Горстка партизан залегла в старых осыпавшихся окопах, которые, вероятно, выкопала еще старая армия. Готовились к обороне.
– Не стрелять без моего приказа, – закричал Божич. Длинная очередь из пулемета, выпущенная четником, сбила с дерева ветку, она упала перед Божичем. Четники шли очертя голову, поливая землю свинцом. Космаец вспомнил о трупах, что остались позади: наверное, пропустили за проволочные заграждения, а потом смяли. Уже прошло больше получаса, как они высадились на берегу. Продвинулись на триста шагов, а подкрепления все еще нет. Чего они копаются там, на реке? Разве не понимают, что разведке дальше не пройти?
Космаец не видел, как батальон карабкался вверх по склону. Мокрые до нитки бойцы пробирались через лесок и молча занимали окопы, а пули повизгивали над головой, отскакивали от камней, и их светящиеся следы повисали над Дриной, где еще продолжалась переправа.
Бормотание взбешенной реки, стрельба, крики людей и ржание лошадей – все смешалось. Люди форсировали реку и сейчас же окунались в пекло боя. Не ожидая команды, они бросались в шумный водоворот, втягивали в него друг друга.

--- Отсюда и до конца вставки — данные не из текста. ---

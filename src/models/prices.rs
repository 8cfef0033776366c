//! Rod price table model.

use serde::{Deserialize, Serialize};

/// Prices of rod pieces, indexed by piece length.
///
/// Position `i` holds the price of a piece of length `i + 1`. The table is
/// immutable and compares by value, so two tables with the same prices are
/// the same cache key regardless of where they came from.
#[derive(Debug, Clone, Default, PartialEq, Eq, Hash, Serialize, Deserialize)]
#[serde(transparent)]
pub struct PriceTable(Vec<i64>);

impl PriceTable {
    /// Creates a table from prices ordered by piece length.
    pub fn new(prices: Vec<i64>) -> Self {
        Self(prices)
    }

    /// Price of a piece of the given length.
    ///
    /// Returns `None` for length 0 or lengths beyond the table.
    #[inline]
    pub fn price(&self, piece_len: usize) -> Option<i64> {
        piece_len
            .checked_sub(1)
            .and_then(|idx| self.0.get(idx))
            .copied()
    }

    /// Longest piece that has a price.
    #[inline]
    pub fn max_piece(&self) -> usize {
        self.0.len()
    }

    /// Number of prices.
    #[inline]
    pub fn len(&self) -> usize {
        self.0.len()
    }

    /// Whether the table is empty.
    #[inline]
    pub fn is_empty(&self) -> bool {
        self.0.is_empty()
    }

    /// Prices as a slice.
    pub fn as_slice(&self) -> &[i64] {
        &self.0
    }
}

impl From<Vec<i64>> for PriceTable {
    fn from(prices: Vec<i64>) -> Self {
        Self(prices)
    }
}

impl From<&[i64]> for PriceTable {
    fn from(prices: &[i64]) -> Self {
        Self(prices.to_vec())
    }
}

impl FromIterator<i64> for PriceTable {
    fn from_iter<I: IntoIterator<Item = i64>>(iter: I) -> Self {
        Self(iter.into_iter().collect())
    }
}
use aws_config::BehaviorVersion;
use aws_sdk_dynamodb::Client as DynamoDbClient;
use serde::de::DeserializeOwned;
use serde::Deserialize;
use std::collections::HashMap;
use std::time::Duration;
use thiserror::Error;
use tracing::{debug, info};

use crate::repositories::TableNames;

pub const ENV_PREFIX: &str = "LUNCHVOTE";

#[derive(Debug, Error)]
pub enum ConfigError {
    #[error("Configuration loading error: {message}")]
    LoadError { message: String },

    #[error("Validation error: {message}")]
    ValidationError { message: String },
}

#[derive(Debug, Clone)]
pub struct Config {
    pub server: ServerConfig,
    pub database: DatabaseConfig,
    pub observability: ObservabilityConfig,
}

#[derive(Debug, Clone, Deserialize)]
pub struct ServerConfig {
    #[serde(default = "default_host")]
    pub host: String,
    #[serde(default = "default_port")]
    pub port: u16,
    #[serde(default = "default_timeout")]
    pub request_timeout_seconds: u64,
    #[serde(default = "default_max_request_size")]
    pub max_request_size: usize,
}

/// Where restaurants, votes and menus are kept
#[derive(Debug, Clone, Copy, PartialEq, Eq, Deserialize)]
#[serde(rename_all = "lowercase")]
pub enum StorageBackend {
    Memory,
    Dynamodb,
}

#[derive(Debug, Clone, Deserialize)]
pub struct DatabaseConfig {
    #[serde(default = "default_storage_backend")]
    pub storage_backend: StorageBackend,
    #[serde(default = "default_restaurants_table")]
    pub restaurants_table_name: String,
    #[serde(default = "default_votes_table")]
    pub votes_table_name: String,
    #[serde(default = "default_dishes_table")]
    pub dishes_table_name: String,
    #[serde(default = "default_region")]
    pub region: String,
    /// DynamoDB Local or LocalStack
    #[serde(default)]
    pub endpoint_url: Option<String>,
}

#[derive(Debug, Clone, Deserialize)]
pub struct ObservabilityConfig {
    #[serde(default = "default_service_name")]
    pub service_name: String,
    #[serde(default = "default_service_version")]
    pub service_version: String,
    #[serde(default)]
    pub otlp_endpoint: Option<String>,
    #[serde(default = "default_log_level")]
    pub log_level: String,
    #[serde(default)]
    pub enable_json_logging: bool,
}

impl Config {
    /// Load every section from `LUNCHVOTE_*` environment variables
    pub fn from_environment() -> Result<Self, ConfigError> {
        info!("Loading configuration from environment");
        Self::from_source(None)
    }

    /// Load from an explicit variable map instead of the process environment
    pub fn from_map(vars: HashMap<String, String>) -> Result<Self, ConfigError> {
        Self::from_source(Some(vars))
    }

    fn from_source(vars: Option<HashMap<String, String>>) -> Result<Self, ConfigError> {
        let config = Config {
            server: load_section("server", vars.clone())?,
            database: load_section("database", vars.clone())?,
            observability: load_section("observability", vars)?,
        };

        config.validate()?;
        debug!("Configuration: {:?}", config);

        Ok(config)
    }

    fn validate(&self) -> Result<(), ConfigError> {
        let invalid = |message: &str| {
            Err(ConfigError::ValidationError {
                message: message.to_string(),
            })
        };

        if self.server.port == 0 {
            return invalid("Server port cannot be 0");
        }

        if self.server.request_timeout_seconds == 0 {
            return invalid("Request timeout cannot be 0");
        }

        if self.database.storage_backend == StorageBackend::Dynamodb {
            if self.database.restaurants_table_name.is_empty() {
                return invalid("Restaurants table name cannot be empty");
            }
            if self.database.votes_table_name.is_empty() {
                return invalid("Votes table name cannot be empty");
            }
            if self.database.dishes_table_name.is_empty() {
                return invalid("Dishes table name cannot be empty");
            }
            let tables = self.database.table_names();
            if tables.restaurants == tables.votes
                || tables.restaurants == tables.dishes
                || tables.votes == tables.dishes
            {
                return invalid("Restaurants, votes and dishes must use different tables");
            }
        }

        Ok(())
    }
}

fn load_section<T: DeserializeOwned>(
    section: &str,
    vars: Option<HashMap<String, String>>,
) -> Result<T, ConfigError> {
    let settings = config::Config::builder()
        .add_source(config::Environment::with_prefix(ENV_PREFIX).source(vars))
        .build()
        .map_err(|e| ConfigError::LoadError {
            message: format!("Failed to load {} config: {}", section, e),
        })?;

    settings
        .try_deserialize()
        .map_err(|e| ConfigError::LoadError {
            message: format!("Failed to deserialize {} config: {}", section, e),
        })
}

impl ServerConfig {
    pub fn request_timeout(&self) -> Duration {
        Duration::from_secs(self.request_timeout_seconds)
    }

    pub fn bind_address(&self) -> String {
        format!("{}:{}", self.host, self.port)
    }
}

impl DatabaseConfig {
    pub fn table_names(&self) -> TableNames {
        TableNames {
            restaurants: self.restaurants_table_name.clone(),
            votes: self.votes_table_name.clone(),
            dishes: self.dishes_table_name.clone(),
        }
    }

    /// Build a DynamoDB client for the configured region and endpoint
    pub async fn dynamodb_client(&self) -> DynamoDbClient {
        let mut loader = aws_config::defaults(BehaviorVersion::latest())
            .region(aws_config::Region::new(self.region.clone()));

        if let Some(endpoint) = &self.endpoint_url {
            info!("Using DynamoDB endpoint override {}", endpoint);
            loader = loader.endpoint_url(endpoint);
        }

        DynamoDbClient::new(&loader.load().await)
    }
}

// Default value functions
pub(crate) fn default_host() -> String {
    "0.0.0.0".to_string()
}

pub(crate) fn default_port() -> u16 {
    8080
}

pub(crate) fn default_timeout() -> u64 {
    30
}

pub(crate) fn default_max_request_size() -> usize {
    64 * 1024
}

pub(crate) fn default_storage_backend() -> StorageBackend {
    StorageBackend::Memory
}

pub(crate) fn default_restaurants_table() -> String {
    "LunchRestaurants".to_string()
}

pub(crate) fn default_votes_table() -> String {
    "LunchVotes".to_string()
}

pub(crate) fn default_dishes_table() -> String {
    "LunchDishes".to_string()
}

pub(crate) fn default_region() -> String {
    "eu-central-1".to_string()
}

pub(crate) fn default_service_name() -> String {
    "lunchvote-rs".to_string()
}

pub(crate) fn default_service_version() -> String {
    env!("CARGO_PKG_VERSION").to_string()
}

pub(crate) fn default_log_level() -> String {
    "info".to_string()
}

Павлович схватился за гриву коня, отпустил поводья и закачался на волнах. Немного впереди он увидел повара Васу. Захваченный общим порывом, повар продвигался вперед, сидя в глубоком котле. Одной рукой он держался за веревку, привязанную к мулу, а другой греб черпаком. Котел колыхался на волнах, отталкивался от мула, рвался куда-то в сторону, но, во всяком случае, приближался к цели. Берег был уже недалеко, когда перед поваром вырос столб воды. Мул испуганно рванулся. Котел потерял равновесие и перевернулся. Повар исчез под водой. Испуганное животное повернуло назад, но его подхватил водоворот, швырнул на какого-то бойца и потянул их к быстрине у камней. Блеснули на солнце подковы, все исчезло и успокоилось.
– Эх, братец, кто переплыл Дрину, тот и в Дунае не потонет, – вздохнул Павлович, когда ощутил под ногами твердый камень, – да и вообще никогда не потонет…
Посреди реки взорвался снаряд, и командир увидел, как лопнул канат, протянутый от берега до берега. На канате, словно нанизанные, висели бойцы. Две длинные черные линии потянулись вниз по течению и устремились к берегу, только в середине темнели мертвые тела, их быстро поглотила река.
Разъяренная Дрина осталась позади. Нет, никогда больше не будут партизаны с таким трудом форсировать ее, никогда больше не будут люди так отчаянно гибнуть в ее мутных волнах, умирать на ее берегах.
Ведя коня за узду, чувствуя, как заплетаются мокрые ноги, командир двинулся в ту сторону, откуда доносилось уханье гранат и бешеные крики людей. Мимо командира пробежала Здравкица с санитарной сумкой. Из кобуры пистолета текла вода, длинная черная мокрая коса обвилась вокруг шеи. За девушкой спешил паренек, в куртке без рукавов, с длинным тесаком на ремне, тесак мешал ему двигаться. Все рвутся вперед, и никто не возвращается. Все сильнее стрельба. Ухают глухие залпы, горы вздрагивают и отвечают воем, как голодные волки.